McElvaney N G
Pulmonary Division, Beaumont Hospital, Dublin, Ireland.
Curr Opin Pulm Med. 1996 Nov;2(6):466-71.
To date there are 11 human protocols either ongoing or approved for gene therapy for cystic fibrosis (CF) in the United States. There are also two protocols in the United Kingdom and one in France. Of these, results have been published in four. The protocols vary in the cells targeted, the vectors used, and the frequency of administration, but despite these differences all have contributed toward answering the key questions that will determine the future of gene therapy for CF: the questions of efficacy and safety.

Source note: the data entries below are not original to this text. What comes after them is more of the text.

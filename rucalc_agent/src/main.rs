use ::std::time::Duration;

use ::rucalc_agent::{dispatcher::Agent, orchestrator_client::OrchestratorClient, AgentConfig};
use ::rucalc_common::{
    config::{load_config, Args},
    error::{Result, RucalcError},
    tokio::{self, signal},
    tracing::{info, warn},
    tracing_subscriber,
};

#[tokio::main]
async fn main() -> Result<()> {
    tracing_subscriber::fmt::init();

    let Args { config_path } = Args::parse_args();
    let AgentConfig {
        workers,
        orchestrator,
        request_timeout_millis,
    } = load_config(&config_path)?;

    let base_url = orchestrator.base_url();
    let client = OrchestratorClient::new(
        base_url.clone(),
        Duration::from_millis(request_timeout_millis),
    )
    .map_err(RucalcError::fail_to_start_agent)?;

    info!("Rucalc agent starts {} workers for {}", workers, base_url);
    Agent::new(client, workers).run(shutdown_signal()).await;
    info!("Rucalc agent stopped");
    Ok(())
}

async fn shutdown_signal() {
    if let Err(e) = signal::ctrl_c().await {
        warn!("Failed to listen for shutdown signal: {}", e);
        ::std::future::pending::<()>().await;
    }
}
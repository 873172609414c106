use ::std::sync::Arc;

use ::axum_test::TestServer;
use ::rucalc_common::error::*;
use ::rucalc_orchestrator::{get_server, OperationTimes, Scheduler, DEFAULT_GRACE_PERIOD};

pub fn operation_times() -> OperationTimes {
    OperationTimes {
        addition_millis: 10,
        subtraction_millis: 20,
        multiplication_millis: 30,
        division_millis: 40,
    }
}

pub async fn get_test_server() -> Result<TestServer> {
    let scheduler = Arc::new(Scheduler::new(operation_times(), DEFAULT_GRACE_PERIOD));
    let app = get_server(scheduler)?;
    TestServer::new(app).map_err(RucalcError::fail_to_start_server)
}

These studies have demonstrated that it is feasible to transfer the normal human CF transmembrane conductance regulator complementary DNA to the respiratory epithelium and that this will lead to production of normal CF transmembrane conductance regulator protein and in some cases to a physiologic response. The most frequently used vector is the adenovirus. Obstacles to be overcome with this system include the need for improved and prolonged expression, efficacy on repeat administration, and decreased inflammation. Recent work on the immune response to adenoviral vectors may help achieve these goals. The cationic lipid method of gene delivery is less likely than adenovirus to cause inflammation, at least in the nose, but improved efficacy of gene transfer is necessary as well as improved complex stability. Furthermore, this system has yet to be tested in the lungs of individuals with CF. Finally, the adeno-associated virus, the other vector approved for human gene therapy studies in CF, has shown some promise in preclinical studies but remains to be tested in humans. The results of these studies give some cause for guarded optimism, but point out a number of problems that must be overcome before gene therapy for CF delivers on the promise of a safe effective treatment for this condition.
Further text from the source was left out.